色譜雙峰大排查

色譜雙峰指的是同一種物質，在色譜圖中表現出雙峰，讓我們誤以為是兩種物質。那為什么會出現這種情況，在實驗過程中又該怎么避免，今天小編就和大家一起來聊一聊。

在HPLC分析中，在色譜柱正常、樣品濃度適宜、分析方法合適、色譜峰在出峰時間較短的情況下，峰形應是一個高斯峰型，對稱而尖銳的。然而在實際操作中，如果對樣品性質不了解，前處理不恰當或者分析方法不合理時，就會出現峰形不正常的情況，其中雙峰現象是液相色譜常見的問題之一。出現色譜雙峰的原因一般有以下幾種：

如果在分析樣品時發現每個色譜峰都是雙峰，尤其是分析單一純物質時，則可以確定是色譜柱出現問題了，一般是柱頭受損引起的。如果進樣量少，原來色譜峰正常，峰形多為一大峰帶一小峰，不一定拖尾時，應考慮是柱頭端被堵塞，可以將色譜柱反接（月旭的色譜柱可以反沖），用流動相或酸或其他有機溶劑沖洗，將堵在柱頭端的物質沖掉后，再正接測試，通常會有改善。當然也可以不反沖，正沖有時也有效果。

如果雙峰強弱相差不大，柱頭端填料變臟或柱流失的可能性更大，這時可以把柱頭擰開，將篩板取下超聲，柱頭端刮去被污染的填料，填上新填料后再擰緊，不過這個最好是由專業人員操作且不能經常做，否則用不了幾次，色譜柱就會應柱效降低而報廢。如果上述操作仍不能解決問題，則可能是柱塌陷造成的，需要更換色譜柱。

目前HPLC分析多為反相色譜，流動相多為甲醇、乙腈、水，加入各種添加劑以改善分離性能。樣品一般用與流動相相溶的溶劑溶解，最佳的溶解方法是用流動相溶解。
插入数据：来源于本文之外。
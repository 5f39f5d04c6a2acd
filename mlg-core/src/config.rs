//! Run arguments as an immutable tree, with dotted-path lookup.
//!
//! The tree is a [`serde_json::Value`]: mappings, sequences and scalars. Any
//! `impl Serialize` can be turned into a [`Config`], so the arguments of a run are
//! typically the caller's own parsed configuration struct.
use crate::error::MlgError;
use serde::Serialize;
use serde_json::Value;
use std::{fmt, fs::File, io::BufReader, path::Path, str::FromStr};

/// A dotted path into a [`Config`], e.g. `model.lr`.
#[derive(Debug, Clone, PartialEq, Eq)]
pub struct ParamPath {
    segments: Vec<String>,
}

impl ParamPath {
    /// Splits `path` on `.`.
    pub fn parse(path: &str) -> Self {
        Self {
            segments: path.split('.').map(str::to_string).collect(),
        }
    }

    /// Segments of the path.
    pub fn segments(&self) -> &[String] {
        &self.segments
    }

    /// Segments joined with `-`, used as the key in a run name.
    pub fn label(&self) -> String {
        self.segments.join("-")
    }
}

impl FromStr for ParamPath {
    type Err = std::convert::Infallible;

    fn from_str(s: &str) -> Result<Self, Self::Err> {
        Ok(Self::parse(s))
    }
}

impl fmt::Display for ParamPath {
    fn fmt(&self, f: &mut fmt::Formatter<'_>) -> fmt::Result {
        write!(f, "{}", self.segments.join("."))
    }
}

/// Arguments of a run.
///
/// Supplied once when a run is created and never modified afterwards.
#[derive(Debug, Clone, PartialEq)]
pub struct Config(Value);

impl Config {
    /// Wraps a JSON value.
    pub fn new(value: Value) -> Self {
        Self(value)
    }

    /// Converts any serializable value into a [`Config`].
    ///
    /// Fails with [`MlgError::SerializationError`] for values that have no JSON
    /// representation, such as maps with non-string keys.
    pub fn from_serialize<T: Serialize + ?Sized>(args: &T) -> Result<Self, MlgError> {
        serde_json::to_value(args)
            .map(Self)
            .map_err(|source| MlgError::SerializationError { path: None, source })
    }

    /// Loads arguments from a JSON file (`.json` extension) or a YAML file.
    pub fn load(path: impl AsRef<Path>) -> anyhow::Result<Self> {
        let path = path.as_ref();
        let rdr = BufReader::new(File::open(path)?);
        let value = match path.extension().and_then(|e| e.to_str()) {
            Some("json") => serde_json::from_reader(rdr)?,
            _ => serde_yaml::from_reader(rdr)?,
        };
        Ok(Self(value))
    }

    /// The underlying tree.
    pub fn as_value(&self) -> &Value {
        &self.0
    }

    /// Resolves `path` by descending one segment at a time.
    ///
    /// A segment indexes a mapping by key, or a sequence when it parses as an
    /// unsigned integer. Anything else fails with [`MlgError::ConfigPathError`].
    pub fn lookup(&self, path: &ParamPath) -> Result<&Value, MlgError> {
        descend(&self.0, path.segments(), path)
    }

    /// Like [`Config::lookup`], taking the path as a dotted string.
    pub fn lookup_str(&self, path: &str) -> Result<&Value, MlgError> {
        self.lookup(&ParamPath::parse(path))
    }
}

impl From<Value> for Config {
    fn from(value: Value) -> Self {
        Self(value)
    }
}

fn descend<'a>(value: &'a Value, rest: &[String], path: &ParamPath) -> Result<&'a Value, MlgError> {
    let (head, rest) = match rest.split_first() {
        Some(split) => split,
        None => return Ok(value),
    };

    let child = match value {
        Value::Object(map) => map
            .get(head)
            .ok_or_else(|| MlgError::config_path(path.to_string(), format!("missing key '{}'", head)))?,
        Value::Array(seq) => {
            let ix = head.parse::<usize>().map_err(|_| {
                MlgError::config_path(
                    path.to_string(),
                    format!("'{}' is not an index into a sequence", head),
                )
            })?;
            seq.get(ix).ok_or_else(|| {
                MlgError::config_path(
                    path.to_string(),
                    format!("index {} out of range for length {}", ix, seq.len()),
                )
            })?
        }
        scalar => {
            return Err(MlgError::config_path(
                path.to_string(),
                format!("cannot index {} with '{}'", kind(scalar), head),
            ))
        }
    };

    descend(child, rest, path)
}

fn kind(value: &Value) -> &'static str {
    match value {
        Value::Null => "null",
        Value::Bool(_) => "a boolean",
        Value::Number(_) => "a number",
        Value::String(_) => "a string",
        Value::Array(_) => "a sequence",
        Value::Object(_) => "a mapping",
    }
}
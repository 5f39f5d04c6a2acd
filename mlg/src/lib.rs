//! Experiment-run bookkeeping: run directories, text logs and Tensorboard metrics.
//!
//! [`create_run`] derives a run directory from the start time and selected run
//! arguments, saves the arguments, and attaches a text logger and a
//! [`TensorboardRecorder`] to it.
//!
//! ```no_run
//! use mlg::{create_run, Config, RunConfig};
//! use serde_json::json;
//!
//! fn main() -> Result<(), mlg::MlgError> {
//!     let args = Config::new(json!({"model": {"lr": 0.01}, "env": "Pendulum-v1"}));
//!     let config = RunConfig::default().record_param(["model.lr"]);
//!
//!     // logs/<timestamp>&model-lr=0.01/
//!     let mut run = create_run(&config, Some(&args))?;
//!     for step in 0..100 {
//!         run.add_scalar("loss", (-0.1 * step as f32).exp(), step)?;
//!         if step % 10 == 0 {
//!             run.info(format!("step {}", step));
//!         }
//!     }
//!     run.shutdown()
//! }
//! ```
pub use mlg_core::{
    config, error, identity, layout, logger, record, snapshot, Config, MlgError, ParamPath,
    RecordParams, RunConfig, RunContext, RunIdentity, RunLayout, RunState,
};
pub use mlg_tensorboard::TensorboardRecorder;

use chrono::{DateTime, Local};

/// A run writing metrics with a [`TensorboardRecorder`] on the run root.
pub type IntegratedLogger = RunContext<TensorboardRecorder>;

/// Creates a run started now. See [`RunContext`] for what is created.
pub fn create_run(config: &RunConfig, args: Option<&Config>) -> Result<IntegratedLogger, MlgError> {
    RunContext::new(config, args, |dir| TensorboardRecorder::new(dir))
}

/// Creates a run started at `now`.
pub fn create_run_at(
    config: &RunConfig,
    args: Option<&Config>,
    now: &DateTime<Local>,
) -> Result<IntegratedLogger, MlgError> {
    RunContext::new_at(config, args, now, |dir| TensorboardRecorder::new(dir))
}
//! Verb expressions and their sub-verb views.
//!
//! A verb names what an action does. It may be a single token
//! (`SEARCH`), a sub-typed token (`ATTACK.slash`), or a `+`-joined
//! compound (`ATTACK.slash+PHYSICAL.POISON`) whose sub-verbs resolve
//! one at a time, in order.

use std::fmt;
use std::sync::Arc;

use fracas_foundation::keys::ATTACK;

/// An action's verb expression, possibly compound.
#[derive(Clone, Debug, PartialEq, Eq)]
pub struct Verb {
    text: Arc<str>,
}

impl Verb {
    /// Wraps a verb expression.
    #[must_use]
    pub fn new(text: impl Into<Arc<str>>) -> Self {
        Self { text: text.into() }
    }

    /// The whole expression as written.
    #[must_use]
    pub fn as_str(&self) -> &str {
        &self.text
    }

    /// True when the expression joins more than one sub-verb.
    #[must_use]
    pub fn is_compound(&self) -> bool {
        self.text.contains('+')
    }

    /// True when any part of the expression mentions `ATTACK`.
    ///
    /// This is the coarse test used at construction time; per-sub-verb
    /// classification uses [`SubVerb::is_attack`].
    #[must_use]
    pub fn mentions_attack(&self) -> bool {
        self.text.contains(ATTACK)
    }

    /// Iterates the sub-verbs in declaration order.
    pub fn sub_verbs(&self) -> impl Iterator<Item = SubVerb<'_>> {
        self.text.split('+').map(SubVerb::new)
    }
}

impl fmt::Display for Verb {
    fn fmt(&self, f: &mut fmt::Formatter<'_>) -> fmt::Result {
        write!(f, "{}", self.text)
    }
}

impl From<&str> for Verb {
    fn from(text: &str) -> Self {
        Self::new(text)
    }
}

/// One sub-verb of a verb expression, split into its segments.
///
/// The base is everything up to the first `.`; the subtype is the
/// second segment, when present and non-empty. Further segments are
/// carried in `full` but never interpreted.
#[derive(Clone, Copy, Debug, PartialEq, Eq)]
pub struct SubVerb<'a> {
    full: &'a str,
    base: &'a str,
    subtype: Option<&'a str>,
}

impl<'a> SubVerb<'a> {
    /// Splits one sub-verb token into base and subtype.
    #[must_use]
    pub fn new(token: &'a str) -> Self {
        let mut segments = token.split('.');
        let base = segments.next().unwrap_or(token);
        let subtype = segments.next().filter(|segment| !segment.is_empty());
        Self {
            full: token,
            base,
            subtype,
        }
    }

    /// The whole token, e.g. `ATTACK.slash`.
    #[must_use]
    pub const fn full(&self) -> &'a str {
        self.full
    }

    /// The segment before the first dot, e.g. `ATTACK`.
    #[must_use]
    pub const fn base(&self) -> &'a str {
        self.base
    }

    /// The second segment, e.g. `slash`, when present.
    #[must_use]
    pub const fn subtype(&self) -> Option<&'a str> {
        self.subtype
    }

    /// Attack classification: the base segment mentions `ATTACK`.
    ///
    /// Attacks consume `ACCURACY`/`DAMAGE` slots and resolve against
    /// evasion and protection; everything else is a condition.
    #[must_use]
    pub fn is_attack(&self) -> bool {
        self.base.contains(ATTACK)
    }
}

impl fmt::Display for SubVerb<'_> {
    fn fmt(&self, f: &mut fmt::Formatter<'_>) -> fmt::Result {
        write!(f, "{}", self.full)
    }
}
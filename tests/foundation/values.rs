//! Integration tests for Value types
//!
//! Tests parsing, accessors, iteration, formula coercion, and display.

use rand::SeedableRng;
use rand_chacha::ChaCha8Rng;

use fracas_foundation::{AttributeStore, Formula, Value};

// =============================================================================
// Parsing
// =============================================================================

#[test]
fn integers_parse_as_ints() {
    assert_eq!(Value::parse("42"), Value::Int(42));
    assert_eq!(Value::parse("-7"), Value::Int(-7));
    assert_eq!(Value::parse("0"), Value::Int(0));
}

#[test]
fn text_stays_text() {
    assert_eq!(Value::parse("ATTACK.slash"), Value::from("ATTACK.slash"));
    // dice expressions stay unparsed until rolled
    assert_eq!(Value::parse("2D6+3"), Value::from("2D6+3"));
}

#[test]
fn commas_make_lists_of_typed_scalars() {
    let value = Value::parse("15,D6,3");
    assert_eq!(
        value,
        Value::List(vec![Value::Int(15), Value::from("D6"), Value::Int(3)])
    );
}

// =============================================================================
// Accessors
// =============================================================================

#[test]
fn as_int_is_strict() {
    assert_eq!(Value::Int(9).as_int(), Some(9));
    assert_eq!(Value::from("9").as_int(), None);
    assert_eq!(Value::parse("1,2").as_int(), None);
}

#[test]
fn as_str_and_as_list() {
    assert_eq!(Value::from("hello").as_str(), Some("hello"));
    assert_eq!(Value::Int(1).as_str(), None);
    let list = Value::parse("1,2");
    assert_eq!(list.as_list().map(<[Value]>::len), Some(2));
    assert_eq!(Value::Int(1).as_list(), None);
}

#[test]
fn items_yields_scalars_once_and_lists_elementwise() {
    assert_eq!(Value::Int(5).items().count(), 1);
    assert_eq!(Value::parse("a,b,c").items().count(), 3);
    let names: Vec<String> = Value::parse("ATTACK,SEARCH")
        .items()
        .map(ToString::to_string)
        .collect();
    assert_eq!(names, vec!["ATTACK", "SEARCH"]);
}

// =============================================================================
// Formula Coercion
// =============================================================================

#[test]
fn ints_and_text_coerce_to_formulas() {
    assert_eq!(Value::Int(4).to_formula().unwrap(), Formula::constant(4));
    let mut rng = ChaCha8Rng::seed_from_u64(9);
    let rolled = Value::from("2D4").to_formula().unwrap().roll(&mut rng);
    assert!((2..=8).contains(&rolled));
}

#[test]
fn bad_formula_text_surfaces_on_coercion() {
    assert!(Value::from("not dice").to_formula().is_err());
}

// =============================================================================
// Display
// =============================================================================

#[test]
fn display_round_trips_the_file_syntax() {
    assert_eq!(Value::parse("15,D6,3").to_string(), "15,D6,3");
    assert_eq!(Value::Int(-2).to_string(), "-2");
    assert_eq!(Value::from("town square").to_string(), "town square");
}

// =============================================================================
// AttributeStore
// =============================================================================

#[test]
fn store_set_get_remove() {
    let mut store = AttributeStore::new();
    assert!(store.is_empty());
    store.set("LIFE", 16);
    store.set("DAMAGE", "D6");
    assert_eq!(store.get("LIFE"), Some(&Value::Int(16)));
    assert_eq!(store.get("DAMAGE"), Some(&Value::from("D6")));
    assert_eq!(store.len(), 2);

    store.set("LIFE", 12);
    assert_eq!(store.get("LIFE"), Some(&Value::Int(12)));
    assert_eq!(store.len(), 2);

    assert_eq!(store.remove("LIFE"), Some(Value::Int(12)));
    assert_eq!(store.get("LIFE"), None);
}

#[test]
fn store_names_cover_every_attribute() {
    let mut store = AttributeStore::new();
    store.set("A", 1);
    store.set("B", 2);
    let mut names: Vec<&str> = store.names().collect();
    names.sort_unstable();
    assert_eq!(names, vec!["A", "B"]);
}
在實際分析中，有時候為了樣品的溶解性或穩定性加入了一定的緩沖液，緩沖液的酸堿性可能會導致樣品轉化，從而產生雙峰現象。此時需要更換緩沖液，調整溶劑pH值，或者用流動相配置樣品。

此外，樣品要現配現用，避免因樣品溶解液的有機相比例、pH值發生變化而導致的溶劑效應。

當用溶劑極性強度大的試劑溶解樣品，如甲醇、乙腈、乙醇等，而分析體系以水為主時，如果樣品進樣量大，比如進20μL，此時目標物會出現雙峰，第二峰比第一峰小(每次都不太一樣)，且拖尾，保留時間會提前(相對進樣量少而言)，將進樣量減少一半以上，峰型將變為正常。這是樣品的溶劑與流動相極性相差太大，而流動相來不及將其稀釋達到平衡造成的，這種情況下需要減少進樣量或者用流動相溶解樣品。

另一個原因是，進樣量不一定大，但絕對量很大，色譜圖上的雙峰緊靠在一起，基本上齊高，不拖尾(如果出峰很快，也可能是色譜柱問題)。將樣品稀釋再進樣就可以了，這是由于進樣量過大，色譜柱過載造成的。

體系pH值對色譜雙峰的影響出現在各個環節上，尤其在緩沖液流動相平衡過程中其影響更為明顯。當連續進樣時，受pH的連續變化影響會經常遇到這種雙峰的情況。另外，在樣品分析時，流動相的pH盡量遠離被分析物的等電點，否則也容易引起產生雙峰。在用離子對試劑分析時，液相條件沒選擇好也會引起雙峰。

有些樣品由于其化學結構的特點，存在異構體。有的樣品紫外的色譜圖上看不到雙峰，但在LC-MS下，其質譜的總離子流圖（TIC）上較明顯，如啶蟲脒。

參比波長設置錯誤，例如設置分析波長254nm，參比波長400nm，這個對于大多數化合物可能沒影響。但是如果被測化合物，在400nm處也有強的紫外吸收，比254nm更高。這樣其出峰時，由于背景的抵扣作用，本來一個峰會變成對稱的二個峰，而且如果將二峰之間的峰谷反轉180度，恰好是一個完整的峰。這時要將參比波長設置更大，或者取消。

當然，如果儀器存在較大死體積，也可能會導致雙峰出現。

在對樣品不夠了解，分析方法不當，樣品處理方法及進樣方式不合理情況下，會出現各種意想不到的問題，也很難對色譜峰作出合理的解釋，尤其對于新手更是如此，所以，了解每種異常出現的原因，并根據原因采取合理的改進措施，是避免異常峰出現的*的辦法。